## Problem description
Here are some records. Repeat them all exactly.

[Data excerpts]
· · · ·

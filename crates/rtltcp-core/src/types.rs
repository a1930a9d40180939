//! Core types used throughout rtltcp.
//!
//! These are the value types that appear on the rtl_tcp wire or in the
//! control surface: the tuner registry, gain and direct-sampling modes, and
//! the raw offset-binary I/Q pair.

use std::fmt;
use std::str::FromStr;

use num_complex::Complex64;

/// Tuner chip reported by the server in the handshake.
///
/// The handshake carries a 32-bit tuner id. Ids 1 through 6 name the tuner
/// chips librtlsdr supports; every other value (including 0) is kept verbatim
/// in [`TunerKind::Unknown`] so that a handshake can be re-encoded exactly.
#[derive(Debug, Clone, Copy, PartialEq, Eq, Hash)]
pub enum TunerKind {
    /// Elonics E4000.
    E4000,
    /// Fitipower FC0012.
    Fc0012,
    /// Fitipower FC0013.
    Fc0013,
    /// FCI FC2580.
    Fc2580,
    /// Rafael Micro R820T / R820T2.
    R820t,
    /// Rafael Micro R828D.
    R828d,
    /// Any id outside the known set.
    Unknown(u32),
}

impl TunerKind {
    /// Look up a tuner by its wire id.
    pub fn from_id(id: u32) -> Self {
        match id {
            1 => TunerKind::E4000,
            2 => TunerKind::Fc0012,
            3 => TunerKind::Fc0013,
            4 => TunerKind::Fc2580,
            5 => TunerKind::R820t,
            6 => TunerKind::R828d,
            other => TunerKind::Unknown(other),
        }
    }

    /// Return the wire id of this tuner.
    pub fn id(&self) -> u32 {
        match self {
            TunerKind::E4000 => 1,
            TunerKind::Fc0012 => 2,
            TunerKind::Fc0013 => 3,
            TunerKind::Fc2580 => 4,
            TunerKind::R820t => 5,
            TunerKind::R828d => 6,
            TunerKind::Unknown(id) => *id,
        }
    }

    /// Vendor part name, or `"UNKNOWN"`.
    pub fn name(&self) -> &'static str {
        match self {
            TunerKind::E4000 => "E4000",
            TunerKind::Fc0012 => "FC0012",
            TunerKind::Fc0013 => "FC0013",
            TunerKind::Fc2580 => "FC2580",
            TunerKind::R820t => "R820T",
            TunerKind::R828d => "R828D",
            TunerKind::Unknown(_) => "UNKNOWN",
        }
    }

    /// Returns `true` for ids in the known registry.
    pub fn is_known(&self) -> bool {
        !matches!(self, TunerKind::Unknown(_))
    }
}

impl From<u32> for TunerKind {
    fn from(id: u32) -> Self {
        TunerKind::from_id(id)
    }
}

impl From<TunerKind> for u32 {
    fn from(tuner: TunerKind) -> Self {
        tuner.id()
    }
}

impl fmt::Display for TunerKind {
    fn fmt(&self, f: &mut fmt::Formatter<'_>) -> fmt::Result {
        write!(f, "{}", self.name())
    }
}

/// Tuner gain control mode (opcode 3).
///
/// The server hands the parameter straight to
/// `rtlsdr_set_tuner_gain_mode`, where 0 selects automatic gain and 1
/// selects manual gain.
#[derive(Debug, Clone, Copy, PartialEq, Eq, Hash)]
pub enum GainMode {
    /// Tuner AGC picks the gain.
    Automatic,
    /// Gain is set explicitly via tuner gain or gain-by-index commands.
    Manual,
}

impl GainMode {
    /// The 32-bit wire parameter for this mode.
    pub fn wire_value(&self) -> u32 {
        match self {
            GainMode::Automatic => 0,
            GainMode::Manual => 1,
        }
    }
}

impl fmt::Display for GainMode {
    fn fmt(&self, f: &mut fmt::Formatter<'_>) -> fmt::Result {
        match self {
            GainMode::Automatic => write!(f, "auto"),
            GainMode::Manual => write!(f, "manual"),
        }
    }
}

/// Error returned when a string cannot be parsed into a control value.
#[derive(Debug, Clone, PartialEq, Eq)]
pub struct ParseValueError(String);

impl fmt::Display for ParseValueError {
    fn fmt(&self, f: &mut fmt::Formatter<'_>) -> fmt::Result {
        write!(f, "unrecognized value: {}", self.0)
    }
}

impl std::error::Error for ParseValueError {}

impl FromStr for GainMode {
    type Err = ParseValueError;

    fn from_str(s: &str) -> std::result::Result<Self, Self::Err> {
        match s.to_lowercase().as_str() {
            "auto" | "automatic" | "agc" => Ok(GainMode::Automatic),
            "manual" => Ok(GainMode::Manual),
            _ => Err(ParseValueError(s.to_string())),
        }
    }
}

/// Direct sampling mode (opcode 9).
///
/// Direct sampling bypasses the tuner and feeds the RTL2832U ADC directly,
/// used for HF reception on modified dongles. Converting from `bool` maps
/// `true` to the I branch (wire value 1) and `false` to disabled (0).
#[derive(Debug, Clone, Copy, PartialEq, Eq, Hash)]
pub enum DirectSampling {
    /// Normal tuner operation.
    Disabled,
    /// Sample the I-branch ADC input.
    IBranch,
    /// Sample the Q-branch ADC input.
    QBranch,
}

impl DirectSampling {
    /// The 32-bit wire parameter for this mode.
    pub fn wire_value(&self) -> u32 {
        match self {
            DirectSampling::Disabled => 0,
            DirectSampling::IBranch => 1,
            DirectSampling::QBranch => 2,
        }
    }
}

impl From<bool> for DirectSampling {
    fn from(enabled: bool) -> Self {
        if enabled {
            DirectSampling::IBranch
        } else {
            DirectSampling::Disabled
        }
    }
}

impl fmt::Display for DirectSampling {
    fn fmt(&self, f: &mut fmt::Formatter<'_>) -> fmt::Result {
        match self {
            DirectSampling::Disabled => write!(f, "off"),
            DirectSampling::IBranch => write!(f, "i"),
            DirectSampling::QBranch => write!(f, "q"),
        }
    }
}

impl FromStr for DirectSampling {
    type Err = ParseValueError;

    fn from_str(s: &str) -> std::result::Result<Self, Self::Err> {
        match s.to_lowercase().as_str() {
            "off" | "0" | "false" => Ok(DirectSampling::Disabled),
            "i" | "1" | "true" => Ok(DirectSampling::IBranch),
            "q" | "2" => Ok(DirectSampling::QBranch),
            _ => Err(ParseValueError(s.to_string())),
        }
    }
}

/// Map an offset-binary sample byte to `[-1.0, 1.0]`.
///
/// The dongle ADC centers on 127.5, so 0 maps to exactly -1.0, 255 to
/// exactly 1.0, and neither 127 nor 128 is exactly zero.
#[inline]
pub fn normalize(byte: u8) -> f64 {
    (byte as f64 - 127.5) / 127.5
}

/// One raw I/Q pair as it appears on the wire: two offset-binary bytes.
#[derive(Debug, Clone, Copy, PartialEq, Eq, Hash, Default)]
pub struct IqSample {
    /// In-phase amplitude.
    pub i: u8,
    /// Quadrature amplitude.
    pub q: u8,
}

impl IqSample {
    /// Create a sample from its two raw bytes.
    pub fn new(i: u8, q: u8) -> Self {
        IqSample { i, q }
    }

    /// Convert to a normalized complex baseband sample.
    #[inline]
    pub fn to_complex(&self) -> Complex64 {
        Complex64::new(normalize(self.i), normalize(self.q))
    }
}

impl From<IqSample> for Complex64 {
    fn from(sample: IqSample) -> Self {
        sample.to_complex()
    }
}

· · · ·

## Task result
filename crates/rtltcp-core/src/types.rs
repository a1930a9d40180939
//! Core types used throughout rtltcp.
//!
//! These are the value types that appear on the rtl_tcp wire or in the
//! control surface: the tuner registry, gain and direct-sampling modes, and
//! the raw offset-binary I/Q pair.

use std::fmt;
use std::str::FromStr;

use num_complex::Complex64;

/// Tuner chip reported by the server in the handshake.
///
/// The handshake carries a 32-bit tuner id. Ids 1 through 6 name the tuner
/// chips librtlsdr supports; every other value (including 0) is kept verbatim
/// in [`TunerKind::Unknown`] so that a handshake can be re-encoded exactly.
#[derive(Debug, Clone, Copy, PartialEq, Eq, Hash)]
pub enum TunerKind {
    /// Elonics E4000.
    E4000,
    /// Fitipower FC0012.
    Fc0012,
    /// Fitipower FC0013.
    Fc0013,
    /// FCI FC2580.
    Fc2580,
    /// Rafael Micro R820T / R820T2.
    R820t,
    /// Rafael Micro R828D.
    R828d,
    /// Any id outside the known set.
    Unknown(u32),
}

impl TunerKind {
    /// Look up a tuner by its wire id.
    pub fn from_id(id: u32) -> Self {
        match id {
            1 => TunerKind::E4000,
            2 => TunerKind::Fc0012,
            3 => TunerKind::Fc0013,
            4 => TunerKind::Fc2580,
            5 => TunerKind::R820t,
            6 => TunerKind::R828d,
            other => TunerKind::Unknown(other),
        }
    }

    /// Return the wire id of this tuner.
    pub fn id(&self) -> u32 {
        match self {
            TunerKind::E4000 => 1,
            TunerKind::Fc0012 => 2,
            TunerKind::Fc0013 => 3,
            TunerKind::Fc2580 => 4,
            TunerKind::R820t => 5,
            TunerKind::R828d => 6,
            TunerKind::Unknown(id) => *id,
        }
    }

    /// Vendor part name, or `"UNKNOWN"`.
    pub fn name(&self) -> &'static str {
        match self {
            TunerKind::E4000 => "E4000",
            TunerKind::Fc0012 => "FC0012",
            TunerKind::Fc0013 => "FC0013",
            TunerKind::Fc2580 => "FC2580",
            TunerKind::R820t => "R820T",
            TunerKind::R828d => "R828D",
            TunerKind::Unknown(_) => "UNKNOWN",
        }
    }

    /// Returns `true` for ids in the known registry.
    pub fn is_known(&self) -> bool {
        !matches!(self, TunerKind::Unknown(_))
    }
}

impl From<u32> for TunerKind {
    fn from(id: u32) -> Self {
        TunerKind::from_id(id)
    }
}

impl From<TunerKind> for u32 {
    fn from(tuner: TunerKind) -> Self {
        tuner.id()
    }
}

impl fmt::Display for TunerKind {
    fn fmt(&self, f: &mut fmt::Formatter<'_>) -> fmt::Result {
        write!(f, "{}", self.name())
    }
}

/// Tuner gain control mode (opcode 3).
///
/// The server hands the parameter straight to
/// `rtlsdr_set_tuner_gain_mode`, where 0 selects automatic gain and 1
/// selects manual gain.
#[derive(Debug, Clone, Copy, PartialEq, Eq, Hash)]
pub enum GainMode {
    /// Tuner AGC picks the gain.
    Automatic,
    /// Gain is set explicitly via tuner gain or gain-by-index commands.
    Manual,
}

impl GainMode {
    /// The 32-bit wire parameter for this mode.
    pub fn wire_value(&self) -> u32 {
        match self {
            GainMode::Automatic => 0,
            GainMode::Manual => 1,
        }
    }
}

impl fmt::Display for GainMode {
    fn fmt(&self, f: &mut fmt::Formatter<'_>) -> fmt::Result {
        match self {
            GainMode::Automatic => write!(f, "auto"),
            GainMode::Manual => write!(f, "manual"),
        }
    }
}

/// Error returned when a string cannot be parsed into a control value.
#[derive(Debug, Clone, PartialEq, Eq)]
pub struct ParseValueError(String);

impl fmt::Display for ParseValueError {
    fn fmt(&self, f: &mut fmt::Formatter<'_>) -> fmt::Result {
        write!(f, "unrecognized value: {}", self.0)
    }
}

impl std::error::Error for ParseValueError {}

impl FromStr for GainMode {
    type Err = ParseValueError;

    fn from_str(s: &str) -> std::result::Result<Self, Self::Err> {
        match s.to_lowercase().as_str() {
            "auto" | "automatic" | "agc" => Ok(GainMode::Automatic),
            "manual" => Ok(GainMode::Manual),
            _ => Err(ParseValueError(s.to_string())),
        }
    }
}

/// Direct sampling mode (opcode 9).
///
/// Direct sampling bypasses the tuner and feeds the RTL2832U ADC directly,
/// used for HF reception on modified dongles. Converting from `bool` maps
/// `true` to the I branch (wire value 1) and `false` to disabled (0).
#[derive(Debug, Clone, Copy, PartialEq, Eq, Hash)]
pub enum DirectSampling {
    /// Normal tuner operation.
    Disabled,
    /// Sample the I-branch ADC input.
    IBranch,
    /// Sample the Q-branch ADC input.
    QBranch,
}

impl DirectSampling {
    /// The 32-bit wire parameter for this mode.
    pub fn wire_value(&self) -> u32 {
        match self {
            DirectSampling::Disabled => 0,
            DirectSampling::IBranch => 1,
            DirectSampling::QBranch => 2,
        }
    }
}

impl From<bool> for DirectSampling {
    fn from(enabled: bool) -> Self {
        if enabled {
            DirectSampling::IBranch
        } else {
            DirectSampling::Disabled
        }
    }
}

impl fmt::Display for DirectSampling {
    fn fmt(&self, f: &mut fmt::Formatter<'_>) -> fmt::Result {
        match self {
            DirectSampling::Disabled => write!(f, "off"),
            DirectSampling::IBranch => write!(f, "i"),
            DirectSampling::QBranch => write!(f, "q"),
        }
    }
}

impl FromStr for DirectSampling {
    type Err = ParseValueError;

    fn from_str(s: &str) -> std::result::Result<Self, Self::Err> {
        match s.to_lowercase().as_str() {
            "off" | "0" | "false" => Ok(DirectSampling::Disabled),
            "i" | "1" | "true" => Ok(DirectSampling::IBranch),
            "q" | "2" => Ok(DirectSampling::QBranch),
            _ => Err(ParseValueError(s.to_string())),
        }
    }
}

/// Map an offset-binary sample byte to `[-1.0, 1.0]`.
///
/// The dongle ADC centers on 127.5, so 0 maps to exactly -1.0, 255 to
/// exactly 1.0, and neither 127 nor 128 is exactly zero.
#[inline]
pub fn normalize(byte: u8) -> f64 {
    (byte as f64 - 127.5) / 127.5
}

/// One raw I/Q pair as it appears on the wire: two offset-binary bytes.
#[derive(Debug, Clone, Copy, PartialEq, Eq, Hash, Default)]
pub struct IqSample {
    /// In-phase amplitude.
    pub i: u8,
    /// Quadrature amplitude.
    pub q: u8,
}

impl IqSample {
    /// Create a sample from its two raw bytes.
    pub fn new(i: u8, q: u8) -> Self {
        IqSample { i, q }
    }

    /// Convert to a normalized complex baseband sample.
    #[inline]
    pub fn to_complex(&self) -> Complex64 {
        Complex64::new(normalize(self.i), normalize(self.q))
    }
}

impl From<IqSample> for Complex64 {
    fn from(sample: IqSample) -> Self {
        sample.to_complex()
    }
}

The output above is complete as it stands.